Quadro RW confermato per le tasse su criptovalute

Confermato l’obbligo di dichiarare le criptovalute in nostro possesso, anche se non è stata fatta alcuna conversione e/o cash out.

La nuova Legge di Bilancio introduce delle modifiche alla L. n.227 del 4 agosto 1990: da “attività estere di natura finanziaria ovvero cripto-attività”, il primo periodo dell’articolo 4 comma 1 diventa “attività estere di natura finanziaria ovvero cripto-attività”; da “e delle attività estere di natura finanziaria”, il secondo periodo cambia in “delle attività estere di natura finanziaria e delle cripto-attività”. Tradotto: l’obbligo di dichiarazione trova una vera e propria legge a sostegno.

Le cripto-attività si sganciano dagli altri asset e diventano un mondo a parte.

Come suggerisce il nome, il monitoraggio ha la funzione di tenere controllato l’ammontare complessivo degli asset detenuti da una soggetto.

Il quadro RW si compila durante la dichiarazione dei redditi. I professionisti si stanno affacciando sempre più alle criptovalute; potrebbe comunque essere arduo trovare un commercialista che padroneggi tutto ciò che il mondo crypto ha da offrire.
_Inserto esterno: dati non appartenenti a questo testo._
//! Greedy non-maximum suppression over axis-aligned boxes.

use crate::detect::Detection;
use crate::geometry::{iou, Rect};

/// Selects the boxes that survive greedy IoU suppression.
///
/// Entries scoring at or below `score_threshold` are ignored. The remaining
/// entries are visited by descending score (stable, so equal scores keep
/// their input order) and kept unless their IoU with an already kept box
/// exceeds `nms_threshold`. Degenerate boxes overlap nothing, except that a
/// zero-area box is dropped when an identical one was already kept. Class
/// identity plays no part. At most
/// `max_detections` indices are returned when a limit is given.
///
/// The returned indices point into `boxes` and are in emission order. Extra
/// entries of the longer slice are ignored when lengths differ.
pub fn nms_boxes(
    boxes: &[Rect],
    scores: &[f32],
    score_threshold: f32,
    nms_threshold: f32,
    max_detections: Option<usize>,
) -> Vec<usize> {
    let len = boxes.len().min(scores.len());
    let mut order: Vec<usize> = (0..len).filter(|&i| scores[i] > score_threshold).collect();
    order.sort_by(|&a, &b| scores[b].total_cmp(&scores[a]));

    let limit = max_detections.unwrap_or(usize::MAX);
    let mut kept: Vec<usize> = Vec::new();

    'outer: for idx in order {
        if kept.len() >= limit {
            break;
        }
        for &kept_idx in kept.iter() {
            if suppresses(&boxes[kept_idx], &boxes[idx], nms_threshold) {
                continue 'outer;
            }
        }
        kept.push(idx);
    }

    kept
}

fn suppresses(kept: &Rect, candidate: &Rect, nms_threshold: f32) -> bool {
    if candidate.is_empty() {
        return candidate == kept;
    }
    iou(kept, candidate) > nms_threshold
}

/// Applies [`nms_boxes`] to detections and returns the survivors in
/// emission order.
pub fn non_maximum_suppression(
    detections: &[Detection],
    score_threshold: f32,
    nms_threshold: f32,
    max_detections: Option<usize>,
) -> Vec<Detection> {
    let boxes: Vec<Rect> = detections.iter().map(|d| d.rect).collect();
    let scores: Vec<f32> = detections.iter().map(|d| d.confidence).collect();
    nms_boxes(&boxes, &scores, score_threshold, nms_threshold, max_detections)
        .into_iter()
        .map(|idx| detections[idx])
        .collect()
}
Nel quadro RW viene dichiarato il valore iniziale delle nostre cripto-attività e quello finale, al 31/12.

In caso di plusvalenza, se non è stata effettuata alcuna conversione, stiamo tranquilli: non dovremo pagare alcuna imposta.

Con “valore iniziale” intendiamo due aspetti distinti ma sommabili:

  • Se deteniamo crypto già dagli anni precedenti, dovremo dichiarare il loro valore al 1 gennaio di quello in corso.
  • Al punto precedente si aggiungono i prezzi di carico di qualsiasi acquisto di cripto-attività durante l’anno.
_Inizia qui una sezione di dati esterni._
//! Square padding of arbitrary images for fixed-size detector inputs.
//!
//! The source image is copied unscaled into the top-left corner of a black
//! square canvas whose side is the longer image edge. Because the image sits
//! at the origin, model-space coordinates only need to be multiplied by the
//! canvas-to-input ratio to land in original-image pixels.

use crate::image::{ImageView, OwnedImage, CHANNELS};
use crate::trace::{trace_event, trace_span};
use crate::util::{YoloboxError, YoloboxResult};

/// Default square input side of YOLOv8-style detectors.
pub const DEFAULT_INPUT_SIZE: usize = 640;

/// Multipliers mapping model-input coordinates back to canvas pixels.
#[derive(Clone, Copy, Debug, PartialEq)]
pub struct ScaleFactors {
    /// Canvas width divided by the model input side.
    pub x: f32,
    /// Canvas height divided by the model input side.
    pub y: f32,
}

impl ScaleFactors {
    /// Factors for a tensor that is already expressed in image pixels.
    pub const IDENTITY: ScaleFactors = ScaleFactors { x: 1.0, y: 1.0 };
}

/// A padded square canvas and the factors that undo the model resize.
#[derive(Clone, Debug)]
pub struct Letterbox {
    canvas: OwnedImage,
    factors: ScaleFactors,
}

impl Letterbox {
    /// Returns the square canvas.
    pub fn canvas(&self) -> &OwnedImage {
        &self.canvas
    }

    /// Returns the canvas-to-input scale factors.
    pub fn factors(&self) -> ScaleFactors {
        self.factors
    }

    /// Splits into the canvas and its scale factors.
    pub fn into_parts(self) -> (OwnedImage, ScaleFactors) {
        (self.canvas, self.factors)
    }
}

/// Pads `image` to a black square of side `max(width, height)`.
///
/// `input_size` is the detector's square input side `S`; the returned factors
/// are `canvas.width / S` and `canvas.height / S`. The source view is only read.
pub fn prepare(image: ImageView<'_>, input_size: usize) -> YoloboxResult<Letterbox> {
    if input_size == 0 {
        return Err(YoloboxError::InvalidConfig("input_size must be positive"));
    }
    let width = image.width();
    let height = image.height();
    let side = width.max(height);
    let _span = trace_span!("letterbox", width = width, height = height).entered();

    let mut canvas = OwnedImage::zeros(side, side)?;
    let row_len = width * CHANNELS;
    for y in 0..height {
        let src = image.row(y).ok_or(YoloboxError::BufferTooSmall {
            needed: (y + 1) * image.stride(),
            got: image.as_slice().len(),
        })?;
        canvas.row_mut(y)[..row_len].copy_from_slice(src);
    }

    let factors = ScaleFactors {
        x: canvas.width() as f32 / input_size as f32,
        y: canvas.height() as f32 / input_size as f32,
    };
    trace_event!("letterbox_done", side = side, x_factor = factors.x);
    Ok(Letterbox { canvas, factors })
}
Utilizziamo due esempi per capire meglio il concetto:

  1. Non detengo alcun asset crypto. Durante il 2023 acquisto 1000€ in bitcoin (BTC) anche in più operazioni. A fine anno il valore sarà di 1500€.
    Valore iniziale da dichiarare: 1000€; valore al 31/12: 1500€. Non c’è nulla da pagare.
  2. Ho chiuso il 2022 con cripto-attività per un valore di 2000€. Durante il 2023 acquisto 1000€ in Ethereum (ETH). Al 31/12, il valore complessivo sarà di 4000€.
    Valore iniziale: 2000+1000 = 3000€; valore al 31/12: 4000€. Non c’è nulla da pagare.

Fondamentale fornire dati corretti per evitare eventuali problemi. Ecco perché è di primaria importanza tenere tracciati tutti i movimenti effettuati, acquisti e vendite, nonché i prezzi di carico.

In queste righe abbiano utilizzato termini come “crypto” e “criptovalute“. Attenzione però alla nuova dicitura “cripto-attività” introdotta dalla legge: dovremo dichiarare il valore di tutti gli asset digitali in nostro possesso, non solo quello di coin e token.

Sorgono però dubbi più che leciti. Ad esempio, come possiamo determinare il valore di un NFT? Data la sua unicità, siamo in grado di indicare il valore iniziale (che può essere il prezzo di acquisto) ma non quello finale.

Aspettiamoci diverse pronunce atte a fare chiarezza; così com’è, la legge genera un po’ di confusione.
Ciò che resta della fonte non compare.